Currently, 89% of people in intensive care are unvaccinated. Hospitalizations are likely to increase as the trend typically lags four to five days after an increase in cases.
"We are concerned that even a very small proportion of these cases ending up in the hospital could overwhelm our hospital system and increase the loss of lives of those most vulnerable," said incoming NCDHHS Secretary Kody H. Kinsley. "Everyone can help save lives and protect hospital capacity by getting vaccinated if you haven't already and getting boosted if you are eligible."
Because of high demand and staffing shortages, the Orange County Health Department's COVID-19 test clinics are now by appointment only.
All test sites are closed on Saturday for New Year's Day. You can find more information about testing in Orange County here
Wake County Public School System is expanding its on campus COVID-19 testing program to all of its schools starting in 2022.

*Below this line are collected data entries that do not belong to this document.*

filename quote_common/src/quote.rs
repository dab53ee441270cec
//! Point-in-time quote returned by the REST quote endpoint.
//!
//! The endpoint answers with short single-letter field names. Only the current
//! price `c` drives the view; the other fields are kept for completeness.
use serde::{Deserialize, Serialize};

/// Quote snapshot for a single symbol.
#[derive(Debug, Clone, Default, PartialEq, Serialize, Deserialize)]
pub struct Quote {
    /// Current price.
    #[serde(rename = "c", default)]
    pub current: Option<f64>,
    /// High price of the day.
    #[serde(rename = "h", default)]
    pub high: Option<f64>,
    /// Low price of the day.
    #[serde(rename = "l", default)]
    pub low: Option<f64>,
    /// Open price of the day.
    #[serde(rename = "o", default)]
    pub open: Option<f64>,
    /// Previous close price.
    #[serde(rename = "pc", default)]
    pub previous_close: Option<f64>,
    /// Absolute change since the previous close.
    #[serde(rename = "d", default)]
    pub change: Option<f64>,
    /// Percent change since the previous close.
    #[serde(rename = "dp", default)]
    pub percent_change: Option<f64>,
    /// Quote time, seconds since the UNIX epoch.
    #[serde(rename = "t", default)]
    pub timestamp: Option<i64>,
}

impl Quote {
    /// Current price, if the payload carries one that can be displayed.
    ///
    /// Unknown symbols come back as a well-formed object with `c` set to zero
    /// (or missing entirely), so zero and NaN are treated as "no price".
    pub fn usable_price(&self) -> Option<f64> {
        self.current.filter(|price| *price != 0.0 && !price.is_nan())
    }
}
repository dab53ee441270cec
//! Result type alias shared across the workspace.
//!
//! This module defines a convenient alias that defaults the error type to the
//! common `QuoteError`, so functions can simply return `Result<T>`.
use crate::error::QuoteError;

/// Workspace-wide `Result` alias with `QuoteError` as the default error.
pub type Result<T, E = QuoteError> = std::result::Result<T, E>;
//! Quote session manager: the controller behind the view.
//!
//! The manager owns the tracked symbol, the single live `Session` and the
//! `ViewState`. It is driven entirely by `AppEvent`s drained from one channel:
//!
//! - a symbol change tears down the current session, starts one snapshot
//!   fetch and opens one new session;
//! - a submit re-opens the session for the current symbol even if nothing
//!   changed;
//! - snapshot results are accepted only for the latest fetch ticket;
//! - stream events are accepted only from the current, still-live session.
//!
//! The old session is always closed before a new one is opened, so at most one
//! connection is ever live.
use std::sync::Arc;
use std::thread;

use crossbeam_channel::Sender;
use log::{debug, error, info};
use quote_common::Symbol;

use crate::event::{AppEvent, FetchTicket, SnapshotOutcome, StreamEvent};
use crate::session::{Session, SessionId};
use crate::shell::{UserInput, submit_enabled};
use crate::snapshot::{SnapshotSource, fetch_outcome};
use crate::stream::StreamConnector;
use crate::view::ViewState;

/// Whether the controller loop should keep running.
#[derive(Debug, Clone, Copy, PartialEq, Eq)]
pub enum Flow {
    /// Keep draining events.
    Continue,
    /// Stop tracking and leave the loop.
    Exit,
}

/// Controller owning the tracked symbol, the live session and the view.
pub struct QuoteSessionManager<C: StreamConnector> {
    source: Arc<dyn SnapshotSource>,
    connector: C,
    events: Sender<AppEvent>,
    form: String,
    tracked: Option<Symbol>,
    session: Option<Session>,
    next_session: u64,
    next_ticket: u64,
    pending_fetch: Option<FetchTicket>,
    view: ViewState,
}

impl<C: StreamConnector> QuoteSessionManager<C> {
    /// Create an idle manager. `events` is the sending side of the channel
    /// the controller drains; workers report back through it.
    pub fn new(source: Arc<dyn SnapshotSource>, connector: C, events: Sender<AppEvent>) -> Self {
        QuoteSessionManager {
            source,
            connector,
            events,
            form: String::new(),
            tracked: None,
            session: None,
            next_session: 0,
            next_ticket: 0,
            pending_fetch: None,
            view: ViewState::default(),
        }
    }

    /// Raw form value as typed.
    pub fn form(&self) -> &str {
        &self.form
    }

    /// Currently tracked symbol, if the form is not blank.
    pub fn tracked(&self) -> Option<&Symbol> {
        self.tracked.as_ref()
    }

    /// Current view state.
    pub fn view(&self) -> &ViewState {
        &self.view
    }

    /// Current session, live or closed.
    pub fn session(&self) -> Option<&Session> {
        self.session.as_ref()
    }

    /// Consume one event.
    pub fn handle(&mut self, event: AppEvent) -> Flow {
        match event {
            AppEvent::Input(UserInput::SetSymbol(raw)) => self.set_symbol(&raw),
            AppEvent::Input(UserInput::Submit) => self.submit(),
            AppEvent::Input(UserInput::Quit) | AppEvent::Shutdown => return Flow::Exit,
            AppEvent::SnapshotResolved { ticket, symbol, outcome } => {
                self.snapshot_resolved(ticket, &symbol, outcome)
            }
            AppEvent::Stream { session, event } => self.stream_event(session, event),
        }
        Flow::Continue
    }

    /// Record a new form value. Unchanged values are ignored; blank values
    /// stop tracking; anything else fetches a snapshot and opens a stream.
    pub fn set_symbol(&mut self, raw: &str) {
        if raw == self.form {
            return;
        }
        self.form = raw.to_string();
        self.teardown();

        match Symbol::parse(raw) {
            None => {
                debug!("Symbol cleared; tracking stopped");
                self.tracked = None;
                if self.pending_fetch.take().is_some() {
                    self.view.loading = false;
                }
            }
            Some(symbol) => {
                info!("Tracking {}", symbol);
                self.tracked = Some(symbol.clone());
                self.fetch_snapshot(symbol.clone());
                self.replace_session(symbol);
            }
        }
    }

    /// Form submit: re-subscribe to the current symbol. Ignored while a
    /// fetch is in flight or the form is blank.
    pub fn submit(&mut self) {
        if !submit_enabled(&self.form, &self.view) {
            debug!("Submit ignored (loading={}, form={:?})", self.view.loading, self.form);
            return;
        }
        if let Some(symbol) = self.tracked.clone() {
            self.replace_session(symbol);
        }
    }

    /// Start a snapshot fetch on a worker thread.
    pub fn fetch_snapshot(&mut self, symbol: Symbol) -> FetchTicket {
        self.next_ticket += 1;
        let ticket = FetchTicket(self.next_ticket);
        self.pending_fetch = Some(ticket);
        self.view.begin_fetch();

        let source = Arc::clone(&self.source);
        let events = self.events.clone();
        let worker_symbol = symbol.clone();
        let spawned = thread::Builder::new()
            .name(format!("snapshot-{}", ticket.0))
            .spawn(move || {
                let outcome = fetch_outcome(source.as_ref(), &worker_symbol);
                let resolved = AppEvent::SnapshotResolved { ticket, symbol: worker_symbol, outcome };
                if let Err(e) = events.send(resolved) {
                    debug!("Snapshot result dropped: {}", e);
                }
            });

        if let Err(e) = spawned {
            error!("Failed to start quote request for {}: {}", symbol, e);
            self.snapshot_resolved(ticket, &symbol, SnapshotOutcome::Failed(e.to_string()));
        }
        ticket
    }

    /// Open a brand-new session for `symbol`. Callers must have closed the
    /// previous one.
    pub fn open_stream(&mut self, symbol: Symbol) -> SessionId {
        self.next_session += 1;
        let id = SessionId(self.next_session);
        let mut session = Session::new(id, symbol.clone());

        match self.connector.open(id, &symbol, self.events.clone()) {
            Ok(handle) => session.start(handle),
            Err(e) => {
                error!("Session {}: failed to start stream for {}: {}", id, symbol, e);
                session.mark_closed();
                self.view.stream_failed();
            }
        }
        self.session = Some(session);
        id
    }

    /// Close the current session, then open a new one for `symbol`.
    pub fn replace_session(&mut self, symbol: Symbol) -> SessionId {
        self.teardown();
        self.open_stream(symbol)
    }

    /// Close the active session, if any.
    pub fn teardown(&mut self) {
        if let Some(mut session) = self.session.take() {
            debug!("Session {}: closing ({})", session.id(), session.symbol());
            session.close();
        }
    }

    /// Close the active session and wait for its worker. Used when the view
    /// goes away.
    pub fn shutdown(mut self) {
        if let Some(session) = self.session.take() {
            session.shutdown();
        }
    }

    fn snapshot_resolved(&mut self, ticket: FetchTicket, symbol: &Symbol, outcome: SnapshotOutcome) {
        if self.pending_fetch != Some(ticket) {
            debug!("Discarding stale snapshot for {} ({:?})", symbol, outcome);
            return;
        }
        self.pending_fetch = None;
        self.view.apply_snapshot(&outcome);
    }

    fn stream_event(&mut self, id: SessionId, event: StreamEvent) {
        let Some(session) = self.session.as_mut().filter(|s| s.id() == id) else {
            debug!("Session {}: stale event {:?}", id, event);
            return;
        };

        match event {
            StreamEvent::Opened => session.mark_open(),
            StreamEvent::Trade(sample) => {
                if session.is_live() {
                    self.view.apply_trade(sample.price);
                } else {
                    debug!("Session {}: trade after close ignored", id);
                }
            }
            StreamEvent::Error(reason) => {
                if session.is_live() {
                    error!("WebSocket error: {}", reason);
                    self.view.stream_failed();
                }
                session.mark_closed();
            }
            StreamEvent::Closed => {
                info!("WebSocket connection closed");
                session.mark_closed();
            }
        }
    }
}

Through the district's partnership with Mako Medical, students and staff will be able to get weekly tests at their school. School officials also recommend that students get tested in the days before classes start to make sure they are healthy before they come back to class.
The district also emphasized the importance of vaccinations now that vaccines are authorized for children 5 years old and up. According to the latest NCDHHS data, 38% of the Wake County population ages 5-11 has gotten at least one dose of a COVID-19 vaccine, and 68% of those 12-17 have gotten their first dose.
The Wayne County Health Department will not have COVID-19 testing available until further notice.
Demand for testing has increased significantly nationwide over the past two weeks, and additional test kits have been ordered from the State. At this time, testing is expected to resume by the middle of next week.
THURSDAY MORNING HEADLINES
In a news conference Wednesday, the director of the World Health Organization warned that as the Delta and Omicron variants circulate the globe simultaneously, the world could see a "tsunami" of COVID-19 cases in the coming months.
"Right now, Delta and Omicron are twin threats that are driving up cases to record numbers, which again is leading to spikes in hospitalizations and deaths," WHO director-general Tedros Adhanom Ghebreyesus said. "I am highly concerned that Omicron being more transmissible, circulating at the same time as Delta - is leading to a tsunami of cases."
Tedros referenced studies that indicate Omicron may cause less severe disease than previous strains, however, he stressed the importance of its increased transmissibility, saying that it will still lead to increased hospitalizations and deaths.
His announcement came as the U.S. joined the list of countries that reported record high case counts--the average 7-day case count for the U.S. topped 275,000 on Wednesday according to CDC data.
The WHO recommends vaccines as the best way to slow the pandemic--recommending governments encourage 70% of their populations to get vaccinated by July 2022.